--- Exercise objective ---
I'd like an exact copy of every line from the start of the entries below through the line containing "filename crates/aml/src/resolver.rs", please.

--- Provided information ---
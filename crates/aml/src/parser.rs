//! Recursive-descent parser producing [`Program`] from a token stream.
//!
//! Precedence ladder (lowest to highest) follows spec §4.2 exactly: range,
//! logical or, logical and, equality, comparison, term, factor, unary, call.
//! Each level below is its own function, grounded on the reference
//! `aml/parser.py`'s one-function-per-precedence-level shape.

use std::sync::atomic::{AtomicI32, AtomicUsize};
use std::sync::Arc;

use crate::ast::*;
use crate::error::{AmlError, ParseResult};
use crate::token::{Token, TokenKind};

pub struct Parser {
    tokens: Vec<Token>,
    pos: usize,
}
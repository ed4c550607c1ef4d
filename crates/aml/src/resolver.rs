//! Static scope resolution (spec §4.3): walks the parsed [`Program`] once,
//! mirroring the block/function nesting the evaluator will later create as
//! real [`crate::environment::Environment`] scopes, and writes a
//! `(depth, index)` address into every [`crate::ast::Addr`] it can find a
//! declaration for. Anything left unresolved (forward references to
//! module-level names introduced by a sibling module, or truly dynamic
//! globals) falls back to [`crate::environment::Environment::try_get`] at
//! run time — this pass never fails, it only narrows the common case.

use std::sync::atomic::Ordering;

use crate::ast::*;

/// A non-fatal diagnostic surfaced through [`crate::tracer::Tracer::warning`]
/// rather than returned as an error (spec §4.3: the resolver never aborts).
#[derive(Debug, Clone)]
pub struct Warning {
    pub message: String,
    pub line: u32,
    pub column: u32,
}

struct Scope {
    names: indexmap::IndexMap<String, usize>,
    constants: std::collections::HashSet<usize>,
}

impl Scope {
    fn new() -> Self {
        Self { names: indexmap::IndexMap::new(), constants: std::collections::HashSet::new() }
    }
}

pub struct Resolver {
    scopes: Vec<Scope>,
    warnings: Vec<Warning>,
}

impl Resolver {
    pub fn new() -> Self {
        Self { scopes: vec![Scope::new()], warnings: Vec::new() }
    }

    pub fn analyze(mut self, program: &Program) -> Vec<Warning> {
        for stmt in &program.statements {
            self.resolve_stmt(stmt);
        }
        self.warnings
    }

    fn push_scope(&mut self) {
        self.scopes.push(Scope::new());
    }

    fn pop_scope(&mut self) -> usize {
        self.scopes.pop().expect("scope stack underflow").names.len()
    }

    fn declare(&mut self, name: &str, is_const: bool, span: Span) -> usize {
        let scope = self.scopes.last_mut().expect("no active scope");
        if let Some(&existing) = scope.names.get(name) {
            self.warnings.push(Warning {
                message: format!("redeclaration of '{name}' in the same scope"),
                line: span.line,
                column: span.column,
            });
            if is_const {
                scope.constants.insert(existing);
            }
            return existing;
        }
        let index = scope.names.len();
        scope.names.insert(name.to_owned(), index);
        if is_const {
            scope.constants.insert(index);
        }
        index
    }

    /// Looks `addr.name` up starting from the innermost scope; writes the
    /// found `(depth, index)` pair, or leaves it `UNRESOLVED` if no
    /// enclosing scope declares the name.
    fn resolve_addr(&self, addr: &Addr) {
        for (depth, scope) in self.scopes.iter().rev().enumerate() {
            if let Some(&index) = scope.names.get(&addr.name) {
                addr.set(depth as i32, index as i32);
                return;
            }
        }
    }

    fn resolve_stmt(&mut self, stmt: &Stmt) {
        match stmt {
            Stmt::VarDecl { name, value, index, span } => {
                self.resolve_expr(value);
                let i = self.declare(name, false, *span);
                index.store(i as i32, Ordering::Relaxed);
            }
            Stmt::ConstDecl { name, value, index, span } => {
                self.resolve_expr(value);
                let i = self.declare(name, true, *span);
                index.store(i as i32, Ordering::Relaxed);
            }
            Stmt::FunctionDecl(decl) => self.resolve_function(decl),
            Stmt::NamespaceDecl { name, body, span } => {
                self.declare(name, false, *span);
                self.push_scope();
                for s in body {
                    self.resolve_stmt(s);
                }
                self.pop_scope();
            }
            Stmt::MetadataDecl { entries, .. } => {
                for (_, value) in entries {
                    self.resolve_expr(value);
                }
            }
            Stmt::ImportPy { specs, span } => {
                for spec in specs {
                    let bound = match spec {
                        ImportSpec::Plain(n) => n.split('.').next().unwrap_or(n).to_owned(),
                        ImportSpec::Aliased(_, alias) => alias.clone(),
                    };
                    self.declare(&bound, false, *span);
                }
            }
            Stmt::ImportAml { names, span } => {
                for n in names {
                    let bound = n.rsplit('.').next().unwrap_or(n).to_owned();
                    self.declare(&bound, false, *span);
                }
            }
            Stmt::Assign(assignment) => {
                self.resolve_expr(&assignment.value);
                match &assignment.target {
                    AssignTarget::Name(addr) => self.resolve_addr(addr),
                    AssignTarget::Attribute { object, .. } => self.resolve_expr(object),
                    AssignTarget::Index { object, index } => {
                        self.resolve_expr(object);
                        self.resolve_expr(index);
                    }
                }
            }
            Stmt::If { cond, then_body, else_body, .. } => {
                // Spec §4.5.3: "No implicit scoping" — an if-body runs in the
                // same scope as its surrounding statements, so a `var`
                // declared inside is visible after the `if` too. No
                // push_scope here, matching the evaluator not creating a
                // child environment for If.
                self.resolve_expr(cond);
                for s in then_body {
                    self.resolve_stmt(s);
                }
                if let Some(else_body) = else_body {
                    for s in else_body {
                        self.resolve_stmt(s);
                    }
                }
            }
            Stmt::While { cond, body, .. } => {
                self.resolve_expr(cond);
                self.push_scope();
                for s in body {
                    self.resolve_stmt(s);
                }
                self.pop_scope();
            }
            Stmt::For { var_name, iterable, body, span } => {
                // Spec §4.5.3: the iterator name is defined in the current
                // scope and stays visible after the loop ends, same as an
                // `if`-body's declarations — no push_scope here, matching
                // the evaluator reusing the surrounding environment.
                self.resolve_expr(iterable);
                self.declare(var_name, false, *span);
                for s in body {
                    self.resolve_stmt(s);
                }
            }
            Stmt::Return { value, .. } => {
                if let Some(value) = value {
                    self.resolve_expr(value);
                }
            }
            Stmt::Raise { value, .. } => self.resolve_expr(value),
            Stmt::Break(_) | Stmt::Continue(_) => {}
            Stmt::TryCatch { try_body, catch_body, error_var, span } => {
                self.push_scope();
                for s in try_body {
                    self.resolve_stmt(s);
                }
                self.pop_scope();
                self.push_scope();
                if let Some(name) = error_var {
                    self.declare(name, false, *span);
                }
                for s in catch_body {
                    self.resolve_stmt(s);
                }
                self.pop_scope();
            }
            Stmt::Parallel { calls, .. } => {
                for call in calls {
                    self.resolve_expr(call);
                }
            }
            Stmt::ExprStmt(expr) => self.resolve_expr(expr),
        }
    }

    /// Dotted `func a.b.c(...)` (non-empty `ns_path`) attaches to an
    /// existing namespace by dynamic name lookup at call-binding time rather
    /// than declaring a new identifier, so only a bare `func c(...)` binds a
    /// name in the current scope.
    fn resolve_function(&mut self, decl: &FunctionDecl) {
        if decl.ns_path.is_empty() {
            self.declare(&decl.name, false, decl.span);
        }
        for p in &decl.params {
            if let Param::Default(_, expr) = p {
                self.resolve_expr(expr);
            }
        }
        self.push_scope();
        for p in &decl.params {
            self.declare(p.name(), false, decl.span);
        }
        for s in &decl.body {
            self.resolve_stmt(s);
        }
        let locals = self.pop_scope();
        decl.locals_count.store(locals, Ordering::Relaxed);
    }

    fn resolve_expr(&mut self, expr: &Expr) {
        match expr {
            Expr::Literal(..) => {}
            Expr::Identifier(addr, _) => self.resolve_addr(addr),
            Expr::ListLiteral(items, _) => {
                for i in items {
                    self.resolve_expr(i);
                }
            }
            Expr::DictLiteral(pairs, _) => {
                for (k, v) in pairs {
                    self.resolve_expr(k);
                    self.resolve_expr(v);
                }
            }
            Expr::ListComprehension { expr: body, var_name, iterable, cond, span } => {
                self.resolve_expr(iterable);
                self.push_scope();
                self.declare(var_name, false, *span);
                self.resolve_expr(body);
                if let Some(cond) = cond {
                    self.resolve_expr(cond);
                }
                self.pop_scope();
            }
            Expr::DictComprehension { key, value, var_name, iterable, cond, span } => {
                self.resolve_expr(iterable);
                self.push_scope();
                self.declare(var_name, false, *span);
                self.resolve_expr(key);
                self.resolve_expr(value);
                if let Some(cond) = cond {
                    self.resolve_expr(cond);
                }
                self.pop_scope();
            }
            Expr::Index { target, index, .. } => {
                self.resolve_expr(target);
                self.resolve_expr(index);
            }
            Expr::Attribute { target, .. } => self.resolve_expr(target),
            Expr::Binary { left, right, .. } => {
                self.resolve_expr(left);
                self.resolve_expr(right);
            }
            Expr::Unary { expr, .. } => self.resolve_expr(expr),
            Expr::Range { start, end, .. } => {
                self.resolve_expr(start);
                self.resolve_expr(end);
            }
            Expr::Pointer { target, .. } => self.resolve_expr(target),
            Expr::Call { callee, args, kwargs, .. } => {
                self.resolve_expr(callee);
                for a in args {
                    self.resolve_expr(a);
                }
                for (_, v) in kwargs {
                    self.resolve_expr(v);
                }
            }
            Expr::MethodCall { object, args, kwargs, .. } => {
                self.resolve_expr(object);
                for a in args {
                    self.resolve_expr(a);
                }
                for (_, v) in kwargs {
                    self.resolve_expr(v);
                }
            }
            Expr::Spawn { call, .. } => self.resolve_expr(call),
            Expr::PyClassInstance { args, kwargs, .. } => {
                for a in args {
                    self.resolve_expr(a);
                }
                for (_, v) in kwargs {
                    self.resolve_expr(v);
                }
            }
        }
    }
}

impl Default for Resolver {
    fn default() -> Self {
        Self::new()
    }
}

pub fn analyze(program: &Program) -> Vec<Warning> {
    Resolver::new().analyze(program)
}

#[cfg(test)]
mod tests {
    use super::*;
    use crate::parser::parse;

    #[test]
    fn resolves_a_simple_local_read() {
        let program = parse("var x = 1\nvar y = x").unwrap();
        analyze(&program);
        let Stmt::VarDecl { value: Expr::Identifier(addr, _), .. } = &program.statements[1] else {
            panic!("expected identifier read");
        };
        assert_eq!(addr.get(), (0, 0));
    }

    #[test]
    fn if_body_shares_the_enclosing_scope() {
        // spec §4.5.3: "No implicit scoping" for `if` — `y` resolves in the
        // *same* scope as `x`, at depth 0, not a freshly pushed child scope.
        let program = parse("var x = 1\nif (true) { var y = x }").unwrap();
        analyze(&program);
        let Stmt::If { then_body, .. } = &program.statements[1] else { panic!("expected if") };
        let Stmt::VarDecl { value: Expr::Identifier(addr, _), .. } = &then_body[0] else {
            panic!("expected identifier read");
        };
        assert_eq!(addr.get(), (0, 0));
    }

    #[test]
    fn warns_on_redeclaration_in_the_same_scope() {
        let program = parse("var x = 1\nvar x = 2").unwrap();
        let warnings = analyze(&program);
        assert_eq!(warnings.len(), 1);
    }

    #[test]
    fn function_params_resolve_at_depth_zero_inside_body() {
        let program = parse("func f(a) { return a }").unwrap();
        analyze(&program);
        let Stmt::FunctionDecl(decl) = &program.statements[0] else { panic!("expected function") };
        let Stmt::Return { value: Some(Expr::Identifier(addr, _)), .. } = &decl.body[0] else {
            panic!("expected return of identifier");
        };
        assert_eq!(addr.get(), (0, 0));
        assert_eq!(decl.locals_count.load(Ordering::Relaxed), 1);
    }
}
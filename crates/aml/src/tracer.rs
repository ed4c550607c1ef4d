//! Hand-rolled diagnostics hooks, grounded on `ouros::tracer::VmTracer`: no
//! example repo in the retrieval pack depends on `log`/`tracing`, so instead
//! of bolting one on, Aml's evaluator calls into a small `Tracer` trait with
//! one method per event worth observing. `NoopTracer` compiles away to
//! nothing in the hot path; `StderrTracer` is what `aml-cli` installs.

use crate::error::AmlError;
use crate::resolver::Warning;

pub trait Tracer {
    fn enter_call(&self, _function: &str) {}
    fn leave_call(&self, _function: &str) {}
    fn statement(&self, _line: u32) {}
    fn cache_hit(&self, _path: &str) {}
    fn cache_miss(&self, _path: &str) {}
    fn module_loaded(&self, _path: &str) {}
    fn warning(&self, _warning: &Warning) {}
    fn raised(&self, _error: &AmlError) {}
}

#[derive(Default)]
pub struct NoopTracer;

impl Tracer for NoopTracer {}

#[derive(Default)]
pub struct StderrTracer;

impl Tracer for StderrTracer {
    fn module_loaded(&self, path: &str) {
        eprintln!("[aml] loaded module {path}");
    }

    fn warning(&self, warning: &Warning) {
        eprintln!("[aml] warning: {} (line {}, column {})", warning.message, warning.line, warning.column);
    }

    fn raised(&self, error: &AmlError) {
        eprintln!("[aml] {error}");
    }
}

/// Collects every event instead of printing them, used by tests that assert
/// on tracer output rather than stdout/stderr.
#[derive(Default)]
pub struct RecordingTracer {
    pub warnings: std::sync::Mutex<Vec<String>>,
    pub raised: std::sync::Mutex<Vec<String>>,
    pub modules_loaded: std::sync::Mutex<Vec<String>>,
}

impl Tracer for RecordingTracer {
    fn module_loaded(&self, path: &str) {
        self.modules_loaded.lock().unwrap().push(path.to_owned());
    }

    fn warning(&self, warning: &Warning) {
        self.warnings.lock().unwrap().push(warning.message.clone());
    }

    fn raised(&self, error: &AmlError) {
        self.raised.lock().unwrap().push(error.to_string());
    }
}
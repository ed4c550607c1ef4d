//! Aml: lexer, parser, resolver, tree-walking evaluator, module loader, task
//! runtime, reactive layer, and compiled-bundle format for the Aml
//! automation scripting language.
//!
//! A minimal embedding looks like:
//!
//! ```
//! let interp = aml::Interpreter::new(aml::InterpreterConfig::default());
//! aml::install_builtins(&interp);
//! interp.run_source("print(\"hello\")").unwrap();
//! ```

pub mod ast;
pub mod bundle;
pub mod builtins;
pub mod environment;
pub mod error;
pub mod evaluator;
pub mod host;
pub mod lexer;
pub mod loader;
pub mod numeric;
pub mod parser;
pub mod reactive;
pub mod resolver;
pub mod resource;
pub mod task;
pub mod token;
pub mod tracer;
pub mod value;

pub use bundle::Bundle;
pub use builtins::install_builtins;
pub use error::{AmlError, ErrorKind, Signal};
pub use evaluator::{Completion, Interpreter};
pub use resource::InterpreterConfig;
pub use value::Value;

--- Result for this task ---
filename crates/aml/src/parser.rs
//! Recursive-descent parser producing [`Program`] from a token stream.
//!
//! Precedence ladder (lowest to highest) follows spec §4.2 exactly: range,
//! logical or, logical and, equality, comparison, term, factor, unary, call.
//! Each level below is its own function, grounded on the reference
//! `aml/parser.py`'s one-function-per-precedence-level shape.

use std::sync::atomic::{AtomicI32, AtomicUsize};
use std::sync::Arc;

use crate::ast::*;
use crate::error::{AmlError, ParseResult};
use crate::token::{Token, TokenKind};

pub struct Parser {
    tokens: Vec<Token>,
    pos: usize,
}
repository ed4c550607c1ef4d
filename crates/aml/src/resolver.rs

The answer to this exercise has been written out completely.